> [Assigned task] Note each line of the listing that contains the string "const", and copy it.

> [Information given]
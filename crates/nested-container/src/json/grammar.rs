//! Grammar-direct generation.
//!
//! The output grammar is written down as a table of rules and interpreted
//! against the value tree:
//!
//! ```text
//! root   := value
//! value  := object | array | string | float | integer | uint | bool | null
//! object := '{' (member (',' member)*)? '}'
//! member := '"' key '"' ':' value
//! array  := '[' (value (',' value)*)? ']'
//! ```
//!
//! Each rule guards on the kind of the node it is handed and declines when it
//! does not match, so `value` is an ordered choice that settles on the one
//! alternative for the node's kind. Guards run before anything is written,
//! so a declined alternative leaves no output behind. `null` accepts any node
//! and closes the choice.

use super::emit::{self, FixedBuffer};
use super::estimate::estimate_size;
use crate::error::Result;
use crate::value::Value;
use std::fmt::{self, Write};

#[derive(Debug, Clone, Copy, PartialEq, Eq)]
enum Rule {
    Value,
    Object,
    Member,
    Array,
    Str,
    Float,
    Integer,
    UInt,
    Bool,
    Null,
}

const ROOT: Rule = Rule::Value;

/// Whether a rule accepted its attribute, or the sink refused a write.
type Generated = std::result::Result<bool, fmt::Error>;

const VALUE_ALTERNATIVES: [Rule; 8] = [
    Rule::Object,
    Rule::Array,
    Rule::Str,
    Rule::Float,
    Rule::Integer,
    Rule::UInt,
    Rule::Bool,
    Rule::Null,
];

/// What a rule is generated from.
#[derive(Clone, Copy)]
enum Attr<'v> {
    Node(&'v Value),
    Member(&'v str, &'v Value),
}

struct Generator<'w, W: Write> {
    out: &'w mut W,
}

impl<W: Write> Generator<'_, W> {
    /// Generate `rule` from `attr`. `Ok(false)` means the rule declined.
    fn rule(&mut self, rule: Rule, attr: Attr<'_>) -> Generated {
        match (rule, attr) {
            (Rule::Value, Attr::Node(value)) => self.choice(&VALUE_ALTERNATIVES, value),
            (Rule::Object, Attr::Node(Value::Map(map))) => {
                let members = map.iter().map(|(k, v)| Attr::Member(k, v));
                self.delimited('{', members, Rule::Member, '}')?;
                Ok(true)
            }
            (Rule::Member, Attr::Member(key, value)) => {
                emit::write_key(self.out, key)?;
                self.rule(Rule::Value, Attr::Node(value))
            }
            (Rule::Array, Attr::Node(Value::Sequence(seq))) => {
                let elements = seq.iter().map(Attr::Node);
                self.delimited('[', elements, Rule::Value, ']')?;
                Ok(true)
            }
            (Rule::Str, Attr::Node(Value::String(s))) => {
                emit::write_string(self.out, s)?;
                Ok(true)
            }
            (Rule::Float, Attr::Node(Value::Float(f))) => {
                emit::write_float(self.out, *f)?;
                Ok(true)
            }
            (Rule::Integer, Attr::Node(Value::Integer(i))) => {
                emit::write_integer(self.out, *i)?;
                Ok(true)
            }
            (Rule::UInt, Attr::Node(Value::UnsignedInteger(u))) => {
                emit::write_uint(self.out, *u)?;
                Ok(true)
            }
            (Rule::Bool, Attr::Node(Value::Boolean(b))) => {
                emit::write_bool(self.out, *b)?;
                Ok(true)
            }
            (Rule::Null, Attr::Node(_)) => {
                emit::write_null(self.out)?;
                Ok(true)
            }
            _ => Ok(false),
        }
    }

    /// Ordered choice: the first alternative that accepts `value` wins.
    fn choice(&mut self, alternatives: &[Rule], value: &Value) -> Generated {
        for &alternative in alternatives {
            if self.rule(alternative, Attr::Node(value))? {
                return Ok(true);
            }
        }
        Ok(false)
    }

    /// `open (item (',' item)*)? close`
    fn delimited<'v>(
        &mut self,
        open: char,
        items: impl Iterator<Item = Attr<'v>>,
        item: Rule,
        close: char,
    ) -> fmt::Result {
        self.out.write_char(open)?;
        for (i, attr) in items.enumerate() {
            if i > 0 {
                self.out.write_char(',')?;
            }
            self.rule(item, attr)?;
        }
        self.out.write_char(close)
    }
}

/// Grammar-direct strategy, into a buffer preallocated from the size estimate.
pub(crate) fn generate(value: &Value) -> Result<String> {
    let mut buffer = FixedBuffer::with_capacity(estimate_size(value));
    let mut generator = Generator { out: &mut buffer };
    // An overflow is recorded in the buffer and reported by `finish`.
    let _ = generator.rule(ROOT, Attr::Node(value));
    buffer.finish()
}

> [Response to this exercise]
const ROOT: Rule = Rule::Value;
const VALUE_ALTERNATIVES: [Rule; 8] = [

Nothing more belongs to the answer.